To update an external configuration variable, you will need to use the Set-Configuration-Variable operation.

In addition, variables in a legacy plan were always globally scoped, whereas OtterScript has block-level scoping. To reproduce this behavior, a set $variable=<unitialized>; statement is added to the top of the OtterScript plan after conversion.

Execute Global Deployment Plan

Because the new execution engine cannot run legacy plans, it’s not possible to convert this action to an operation. Instead, the global plan should be converted to a template plan, and then called from the new plan. This will also give the benefit of parameters.

Create Build and Release

Because the corresponding operations are simpler, and only create a single release or build (release package) in a single application, a translated version of this action may be wrapped in several loop and async blocks.
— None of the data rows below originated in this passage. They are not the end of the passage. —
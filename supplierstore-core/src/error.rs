//! Error types and result types for supplier store operations.
//!
//! Use [`SupplierStoreResult<T>`] as the return type for fallible operations.
//! Note that a missing document is not an error at this layer: lookups return
//! `Option` and writes report [`WriteOutcome::Missing`](crate::backend::WriteOutcome),
//! so only the HTTP layer decides what "not found" means to a client.

use serde_json::Error as SerdeJsonError;
use thiserror::Error;

/// Represents all possible errors that can occur in the supplier data-access layer.
#[derive(Error, Debug)]
pub enum SupplierStoreError {
    /// Input rejected before any persistence attempt (missing/malformed fields).
    #[error("Invalid supplier: {0}")]
    Validation(String),
    /// Credential resolution or connection setup failed.
    #[error("Database connection error: {0}")]
    Connection(String),
    /// Conversion between the record and the store's JSON mapping failed.
    #[error("Serialization error: {0}")]
    Serialization(String),
    /// A transport-level failure talking to the document store.
    #[error("Backend error: {0}")]
    Backend(String),
}

/// A specialized `Result` type for supplier store operations.
pub type SupplierStoreResult<T> = Result<T, SupplierStoreError>;

impl From<SerdeJsonError> for SupplierStoreError {
    fn from(err: SerdeJsonError) -> Self {
        SupplierStoreError::Serialization(err.to_string())
    }
}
Functionally, it will be the same and will have the benefit of being visualized and logged better.

Source and Target Directories

Many Actions utilize the concept of a "default directory" (also represented as $CurrentDirectory), which was thought of as the working directory for both input ($SourceDirectory) and output ($TargetDirectory) files. When an action utilizes both an input and output of files (compiling, for example) and "default" is used for both of those actions, the input set of files is replaced by the output set of files once the action is no longer executing.

Unfortunately, this behavior is unintuitive and has been a major source of confusion and frustration. As such, operations simply have a “working directory”, and may specify different directories for output.

Predicates

Legacy plans feature an extensible component called Predicates that are used to determine whether or not an action group will execute. In OtterScript plans, Variable Functions are used within an If/Else block instead and are much more naturally integrated.